GOAL OF THE EXERCISE →
Give back the line that contains "A table where" and every following line, exactly as they appear, through the end of the data.

(Stored dataset items)
+ + +

//! Required-field row filtering after normalization.
//!
//! Best-effort policy: rows that cannot be attributed to a client (and, for
//! line-item kinds, a material/quotation) are dropped silently so partial
//! files still yield partial results.

use crate::columns::RecordKind;
use crate::table::Table;
use tracing::debug;

/// Drop rows whose required identifying fields are null.
///
/// The check runs per required column *present in the table*: an export that
/// simply lacks a required column does not lose rows for it. A table where
/// none of the kind's required columns survived reconciliation is
/// unattributable as a whole and validates to zero rows.
pub fn filter_valid(kind: RecordKind, table: &Table) -> Table {
    let present: Vec<usize> = kind
        .required_columns()
        .iter()
        .filter_map(|c| table.column_index(c))
        .collect();

    let mut out = Table::new(table.columns.clone());

    if present.is_empty() {
        debug!(
            kind = kind.table_name(),
            "no required columns present; dropping all {} rows",
            table.row_count()
        );
        return out;
    }

    for row in &table.rows {
        if present.iter().all(|&i| !row[i].is_null()) {
            out.rows.push(row.clone());
        }
    }

    let dropped = table.row_count() - out.row_count();
    if dropped > 0 {
        debug!(
            kind = kind.table_name(),
            dropped,
            kept = out.row_count(),
            "dropped rows missing required fields"
        );
    }

    out
}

+ + +

RESULT OF THIS EXERCISE →
/// simply lacks a required column does not lose rows for it. A table where
/// none of the kind's required columns survived reconciliation is
/// unattributable as a whole and validates to zero rows.
pub fn filter_valid(kind: RecordKind, table: &Table) -> Table {
    let present: Vec<usize> = kind
        .required_columns()
        .iter()
        .filter_map(|c| table.column_index(c))
        .collect();

    let mut out = Table::new(table.columns.clone());

    if present.is_empty() {
        debug!(
            kind = kind.table_name(),
            "no required columns present; dropping all {} rows",
            table.row_count()
        );
        return out;
    }

    for row in &table.rows {
        if present.iter().all(|&i| !row[i].is_null()) {
            out.rows.push(row.clone());
        }
    }

    let dropped = table.row_count() - out.row_count();
    if dropped > 0 {
        debug!(
            kind = kind.table_name(),
            dropped,
            kept = out.row_count(),
            "dropped rows missing required fields"
        );
    }

    out
}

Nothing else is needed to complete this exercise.